MMDetection is an open-source object detection toolbox based on the previously mentioned PyTorch. It consists of training recipes, pre-trained models, and dataset support. It runs on Linux, Windows, and macOS and requires Python 3.6+, CUDA 9.2+, and PyTorch 1.5+. They have also released a library mmcv for computer vision research. Through the method of module calling, we can implement a new algorithm with a small amount of code. Greatly improve the code reuse rate.

MMDeploy is an open-source deep learning model deployment toolset. It is a part of the OpenMMLab project. Check this guide to learn how to install MMDeploy on NVIDIA Jetson edge platforms such as Seeed’s reComputer. 


OpenCV is one of the most popular open-source computer vision and ML software libraries. It was built to provide a common infrastructure for computer vision applications. It runs on Windows, Linux, Android, and macOS and can be used in Python, Java, C++, and MATLAB. 

A few use cases of OpenCV include:

  • 2D and 3D Feature Toolkits
  • Facial Recognition Application
  • Gesture Recognition
  • Motion Understanding
  • Human-Computer Interaction
  • Object Detection
  • Segmentation and Recognition

Learn how to use OpenCV from this crash course on youtube! You will get to learn topics such as Object Detection and Tracking, Edge and Face Detection, Image Enhancement, and many more.

OpenCV includes the GPU module, which contains all the GPU-accelerated stuff. With support from NVIDIA, work on the module began in 2010, ahead of its initial release in the Spring of 2011. It includes accelerated code for significant parts of the library, is still growing, and is adapting to new computing technologies and GPU architectures. Our partner alwaysAI also built OpenCV as a core piece of our edge runtime environment. That means in every alwaysAI application, you can add import cv2 and use OpenCV in your app. alwaysAI built a suite of tools around OpenCV to make the end-to-end process seamless and to help solve some of the common pain points unique to working with edge devices.

alwaysAI Video Streamer


Keras is an open-source artificial neural network library written in Python that can be used as a high-level application programming interface for Tensorflow, Microsoft-CNTK, and Theano for deep learning model design, debugging, evaluation, application, and visualization.

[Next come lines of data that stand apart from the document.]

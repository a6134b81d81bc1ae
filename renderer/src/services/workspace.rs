//! Working directory and shutdown teardown

use std::path::{Path, PathBuf};
use std::sync::Arc;
use tempfile::TempDir;

use crate::error::RendererResult;
use crate::traits::GeneratorLauncher;
use shared::{process_debug, process_warn, ProcessId};

const WORKDIR_PREFIX: &str = "workshop-renderer";

/// Temporary directory owned by the process for its whole lifetime
#[derive(Debug)]
pub struct WorkingDirectory {
    path: PathBuf,
    dir: Option<TempDir>,
}

impl WorkingDirectory {
    pub fn create() -> RendererResult<Self> {
        let dir = tempfile::Builder::new().prefix(WORKDIR_PREFIX).tempdir()?;
        Ok(Self {
            path: dir.path().to_path_buf(),
            dir: Some(dir),
        })
    }

    pub fn path(&self) -> &Path {
        &self.path
    }

    /// Remove the directory and everything in it
    pub fn remove(&mut self) -> RendererResult<()> {
        if let Some(dir) = self.dir.take() {
            dir.close()?;
            process_debug!(ProcessId::current(), "🧹 Removed working directory {}", self.path.display());
        }
        Ok(())
    }
}

/// Hook run last during teardown
pub type CleanupHook = Box<dyn FnOnce() + Send>;

/// Everything that has to happen when the proxy stops
///
/// Run exactly once, whether the server returned on its own or a signal
/// arrived.
pub struct Teardown {
    launcher: Arc<dyn GeneratorLauncher>,
    workdir: WorkingDirectory,
    hook: Option<CleanupHook>,
}

impl Teardown {
    pub fn new(launcher: Arc<dyn GeneratorLauncher>, workdir: WorkingDirectory) -> Self {
        Self {
            launcher,
            workdir,
            hook: None,
        }
    }

    pub fn with_hook(mut self, hook: CleanupHook) -> Self {
        self.hook = Some(hook);
        self
    }

    pub fn workdir(&self) -> &Path {
        self.workdir.path()
    }

    /// Stop the generator, remove the working directory, run the hook
    ///
    /// Failures are logged and do not stop the remaining steps.
    pub async fn run(mut self) {
        if let Err(e) = self.launcher.stop().await {
            process_warn!(ProcessId::current(), "⚠️ Failed to stop generator: {}", e);
        }

        if let Err(e) = self.workdir.remove() {
            process_warn!(ProcessId::current(), "⚠️ Failed to remove working directory: {}", e);
        }

        if let Some(hook) = self.hook.take() {
            hook();
        }
    }
}
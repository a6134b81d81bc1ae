//! Session variables client

use async_trait::async_trait;
use reqwest::Client;
use url::Url;

use crate::error::{RendererError, RendererResult};
use crate::traits::VariableSource;
use crate::types::{SessionDescriptor, SessionVariables};
use shared::{process_debug, ProcessId};

/// Fetches `{session url}/config/variables` over HTTP
#[derive(Debug, Clone, Default)]
pub struct RealVariableSource {
    client: Client,
}

impl RealVariableSource {
    pub fn new() -> Self {
        Self::default()
    }

    pub fn with_client(client: Client) -> Self {
        Self { client }
    }

    /// Endpoint for a session, with the password as the `token` query value
    pub fn variables_url(session: &SessionDescriptor) -> RendererResult<Url> {
        let base = format!("{}/config/variables", session.url.trim_end_matches('/'));
        Url::parse_with_params(&base, &[("token", session.password.as_str())])
            .map_err(|e| RendererError::variables(format!("invalid session url {}: {e}", session.url)))
    }
}

#[async_trait]
impl VariableSource for RealVariableSource {
    async fn fetch_variables(&self, session: &SessionDescriptor) -> RendererResult<SessionVariables> {
        let url = Self::variables_url(session)?;

        let response = self
            .client
            .get(url)
            .send()
            .await
            .map_err(|e| RendererError::variables(format!("request failed: {e}")))?;

        let status = response.status();
        if !status.is_success() {
            return Err(RendererError::variables(format!("session endpoint returned {status}")));
        }

        let variables = response
            .json::<SessionVariables>()
            .await
            .map_err(|e| RendererError::variables(format!("unexpected response body: {e}")))?;

        process_debug!(
            ProcessId::current(),
            "📥 Fetched {} variables for session {}",
            variables.len(),
            session.name
        );
        Ok(variables)
    }
}
//! Core business logic modules
//!
//! Navigation resolution, session validation and the generator supervisor
//! state machine. Nothing here talks to the network or spawns processes.

pub mod navigation;
pub mod session;
pub mod supervisor;

pub use navigation::{build_navigation, load_navigation, parse_workshop_config};
pub use session::{resolve_session, validate_session};
pub use supervisor::{LaunchPlan, Supervisor, SupervisorState};
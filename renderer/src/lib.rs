//! Workshop content renderer
//!
//! A live content proxy that re-parameterizes a content generator for every
//! visiting workshop session, and a one-shot static export of the same
//! content.

pub mod core;
pub mod error;
pub mod export;
pub mod proxy_impl;
pub mod services;
pub mod state;
pub mod traits;
pub mod types;

// Re-export main types
pub use error::{RendererError, RendererResult};
pub use export::{ExportOptions, ExportReport, StaticExporter};
pub use proxy_impl::{ContentProxy, ServeOutcome, SwitchFailure, SwitchStage};
pub use state::ProxyState;
pub use types::*;

// Re-export trait definitions
pub use traits::{BuildRequest, ConfigWriter, GeneratorLauncher, LaunchRequest, SessionRegistry, TemplateEngine, VariableSource};

// Re-export service implementations
pub use services::{
    CommandTemplateEngine, ConnectionArgs, KubernetesSessionRegistry, RealConfigWriter, RealGeneratorLauncher, RealVariableSource,
    RegistrySettings, Teardown, WorkingDirectory,
};
//! Service-specific tests
//!
//! Each service has its own test file; HTTP collaborators are stood up with
//! wiremock and filesystem work happens in temporary directories.


// Common test utilities for services
#[cfg(test)]
pub mod common {
    use crate::types::SessionDescriptor;

    /// Descriptor pointing at a mock session endpoint
    pub fn descriptor(url: &str, password: &str) -> SessionDescriptor {
        SessionDescriptor {
            name: "abc123".to_string(),
            workshop: "lab1".to_string(),
            portal: "main".to_string(),
            password: password.to_string(),
            url: url.to_string(),
        }
    }
}
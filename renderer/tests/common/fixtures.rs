//! Test fixtures and data for renderer tests

use renderer::{SessionRecord, SessionVariables};
use std::path::Path;
use tempfile::TempDir;

/// Standard test data and fixtures
pub struct TestFixtures;

impl TestFixtures {
    pub const SESSION: &'static str = "abc123";
    pub const OTHER_SESSION: &'static str = "def456";
    pub const WORKSHOP: &'static str = "lab1";
    pub const PORTAL: &'static str = "main";
    pub const PASSWORD: &'static str = "session-password";
    pub const SESSION_URL: &'static str = "https://abc123.lab1.example.com";
    pub const TOKEN: &'static str = "secret";

    pub const NAVIGATION_CONFIG: &'static str = r#"
pathways:
  default: basic
  paths:
    basic:
      title: Basic
      steps:
        - overview
    intro:
      title: Introduction
      steps:
        - step1
        - step2
  modules:
    step1:
      title: First Steps
    step2:
      title: Next Steps
"#;

    /// Record linking the standard session to the standard workshop/portal
    pub fn session_record() -> SessionRecord {
        SessionRecord::new(Self::WORKSHOP, Self::PORTAL, Self::PASSWORD, Self::SESSION_URL)
    }

    /// Variables selecting the `intro` pathway
    pub fn intro_variables() -> SessionVariables {
        let mut variables = SessionVariables::new();
        variables.insert("pathway_name".to_string(), "intro".to_string());
        variables.insert("session_namespace".to_string(), "lab1-w01-s001".to_string());
        variables
    }

    /// Workshop root with `workshop/config.yaml` and some content
    pub fn workshop_root() -> TempDir {
        let root = tempfile::tempdir().unwrap();
        Self::populate(root.path());
        root
    }

    fn populate(root: &Path) {
        std::fs::create_dir_all(root.join("workshop/content/step1")).unwrap();
        std::fs::create_dir_all(root.join(".git/refs")).unwrap();
        std::fs::write(root.join("workshop/config.yaml"), Self::NAVIGATION_CONFIG).unwrap();
        std::fs::write(root.join("workshop/content/step1/index.md"), "# First Steps").unwrap();
        std::fs::write(root.join(".git/HEAD"), "ref: refs/heads/main").unwrap();
    }
}
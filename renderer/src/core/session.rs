//! Workshop session resolution

use crate::error::{RendererError, RendererResult};
use crate::traits::SessionRegistry;
use crate::types::{SessionDescriptor, SessionRecord};

/// Check a fetched record against the proxy's workshop and portal
///
/// # Parameters
/// * `name` - Session name the record was fetched for
/// * `record` - Record as returned by the control plane
/// * `workshop` - Workshop this proxy serves
/// * `portal` - Portal this proxy belongs to
pub fn validate_session(name: &str, record: SessionRecord, workshop: &str, portal: &str) -> RendererResult<SessionDescriptor> {
    let spec = record.spec;

    if spec.workshop.name != workshop {
        return Err(RendererError::SessionMismatch {
            session: name.to_string(),
            field: "workshop",
            expected: workshop.to_string(),
            actual: spec.workshop.name,
        });
    }

    if spec.portal.name != portal {
        return Err(RendererError::SessionMismatch {
            session: name.to_string(),
            field: "portal",
            expected: portal.to_string(),
            actual: spec.portal.name,
        });
    }

    let password = spec.session.config.password;
    if password.is_empty() {
        return Err(RendererError::SessionIncomplete {
            session: name.to_string(),
            missing: "password",
        });
    }

    let url = record.status.educates.url;
    if url.is_empty() {
        return Err(RendererError::SessionIncomplete {
            session: name.to_string(),
            missing: "url",
        });
    }

    Ok(SessionDescriptor {
        name: name.to_string(),
        workshop: spec.workshop.name,
        portal: spec.portal.name,
        password,
        url,
    })
}

/// Fetch and validate a session in one step
pub async fn resolve_session<R>(registry: &R, name: &str, workshop: &str, portal: &str) -> RendererResult<SessionDescriptor>
where
    R: SessionRegistry + ?Sized,
{
    let record = registry.fetch_session(name).await?;
    validate_session(name, record, workshop, portal)
}
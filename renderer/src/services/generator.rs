//! Content generator process management
//!
//! Spawns the generator in serve/watch mode for the live proxy, or once in
//! build mode for a static export. Output of the child is re-emitted as
//! tracing events so its pipes never fill up.

use async_trait::async_trait;
use std::process::Stdio;
use std::time::Duration;
use tokio::io::{AsyncBufReadExt, AsyncRead, BufReader};
use tokio::process::{Child, Command};
use tokio::sync::Mutex;

use crate::error::{RendererError, RendererResult};
use crate::traits::{BuildRequest, GeneratorLauncher, LaunchRequest};
use crate::types::GeneratorSettings;
use shared::{process_debug, process_info, process_warn, ProcessId};

/// Generator launcher backed by `tokio::process`
pub struct RealGeneratorLauncher {
    settings: GeneratorSettings,
    child: Mutex<Option<Child>>,
}

impl RealGeneratorLauncher {
    pub fn new(settings: GeneratorSettings) -> Self {
        Self {
            settings,
            child: Mutex::new(None),
        }
    }

    /// Arguments for `hugo server`
    pub fn serve_args(&self, request: &LaunchRequest) -> Vec<String> {
        let mut args = vec![
            "server".to_string(),
            "--source".to_string(),
            request.source_dir.display().to_string(),
            "--port".to_string(),
            request.port.to_string(),
            "--bind".to_string(),
            "127.0.0.1".to_string(),
            "--disableFastRender".to_string(),
            "--liveReloadPort".to_string(),
            request.live_reload_port.to_string(),
            "--config".to_string(),
            request.config_path.display().to_string(),
            "--watch".to_string(),
        ];
        self.push_theme_args(&mut args);
        args
    }

    /// Arguments for a one-shot static build
    pub fn build_args(&self, request: &BuildRequest) -> Vec<String> {
        let mut args = vec![
            "--source".to_string(),
            request.source_dir.display().to_string(),
            "--destination".to_string(),
            request.destination.display().to_string(),
            "--config".to_string(),
            request.config_path.display().to_string(),
        ];
        self.push_theme_args(&mut args);
        args
    }

    fn push_theme_args(&self, args: &mut Vec<String>) {
        if let Some(themes_dir) = &self.settings.themes_dir {
            args.push("--themesDir".to_string());
            args.push(themes_dir.display().to_string());
            args.push("--theme".to_string());
            args.push(self.settings.theme.clone());
        }
    }

    fn is_process_running(child: &mut Child) -> bool {
        matches!(child.try_wait(), Ok(None))
    }

    async fn terminate(mut child: Child) -> RendererResult<()> {
        if send_sigterm(&child) {
            let graceful = tokio::time::timeout(Duration::from_secs(5), child.wait()).await;
            if let Ok(Ok(status)) = graceful {
                process_debug!(ProcessId::current(), "🛑 Generator exited with {}", status);
                return Ok(());
            }
        }

        if let Err(e) = child.kill().await {
            process_warn!(ProcessId::current(), "⚠️ Failed to kill generator: {}", e);
            return Err(RendererError::IoError(e));
        }
        Ok(())
    }
}

#[cfg(unix)]
fn send_sigterm(child: &Child) -> bool {
    use nix::sys::signal::{kill, Signal};
    use nix::unistd::Pid;

    match child.id() {
        Some(pid) => kill(Pid::from_raw(pid as i32), Signal::SIGTERM).is_ok(),
        None => false,
    }
}

#[cfg(not(unix))]
fn send_sigterm(_child: &Child) -> bool {
    false
}

/// Spawn tasks that re-emit the child's output line by line
pub fn spawn_output_consumers(child: &mut Child) {
    if let Some(stdout) = child.stdout.take() {
        tokio::spawn(forward_lines(stdout, "stdout"));
    }
    if let Some(stderr) = child.stderr.take() {
        tokio::spawn(forward_lines(stderr, "stderr"));
    }
}

async fn forward_lines<R>(stream: R, stream_name: &'static str)
where
    R: AsyncRead + Unpin,
{
    let mut lines = BufReader::new(stream).lines();
    while let Ok(Some(line)) = lines.next_line().await {
        process_info!(ProcessId::current(), generator = stream_name, "{}", line);
    }
}

#[async_trait]
impl GeneratorLauncher for RealGeneratorLauncher {
    async fn launch(&self, request: &LaunchRequest) -> RendererResult<u32> {
        let mut slot = self.child.lock().await;

        if let Some(previous) = slot.take() {
            process_debug!(ProcessId::current(), "♻️ Replacing previous generator process");
            Self::terminate(previous).await?;
        }

        let mut cmd = Command::new(&self.settings.binary);
        cmd.args(self.serve_args(request))
            .stdout(Stdio::piped())
            .stderr(Stdio::piped())
            .stdin(Stdio::null())
            .kill_on_drop(true);

        let mut child = cmd
            .spawn()
            .map_err(|e| RendererError::launch(format!("failed to spawn {}: {e}", self.settings.binary)))?;

        let pid = child.id().unwrap_or(0);
        spawn_output_consumers(&mut child);
        *slot = Some(child);

        process_info!(
            ProcessId::current(),
            "🏭 Spawned {} (PID: {}) on 127.0.0.1:{}",
            self.settings.binary,
            pid,
            request.port
        );
        Ok(pid)
    }

    async fn is_alive(&self) -> bool {
        let mut slot = self.child.lock().await;
        match slot.as_mut() {
            Some(child) => Self::is_process_running(child),
            None => false,
        }
    }

    async fn build_static(&self, request: &BuildRequest) -> RendererResult<()> {
        let output = Command::new(&self.settings.binary)
            .args(self.build_args(request))
            .stdin(Stdio::null())
            .output()
            .await
            .map_err(|e| RendererError::GeneratorBuildFailed {
                message: format!("failed to run {}: {e}", self.settings.binary),
            })?;

        for line in String::from_utf8_lossy(&output.stdout).lines() {
            process_info!(ProcessId::current(), generator = "stdout", "{}", line);
        }

        if !output.status.success() {
            return Err(RendererError::GeneratorBuildFailed {
                message: format!(
                    "{} exited with {}: {}",
                    self.settings.binary,
                    output.status,
                    String::from_utf8_lossy(&output.stderr).trim()
                ),
            });
        }

        Ok(())
    }

    async fn stop(&self) -> RendererResult<()> {
        let Some(child) = self.child.lock().await.take() else {
            return Ok(());
        };
        Self::terminate(child).await
    }
}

Find all code examples at Keras.



Embedded vision involves applying image processing to embedded systems, especially devices. The main aspects of the embedded vision development workflow include algorithm design, system modeling, collaboration, and deployment of vision algorithms. Engineers can use MATLAB® and Simulink® to develop and deploy image processing and computer vision systems to the embedded target hardware. 

With MATLAB and Simulink, you can develop algorithms and model systems, integrate third-party software frameworks, and generate code for the target hardware platform. Check this guide on how to connect MATLAB with NVIDIA Jetson. 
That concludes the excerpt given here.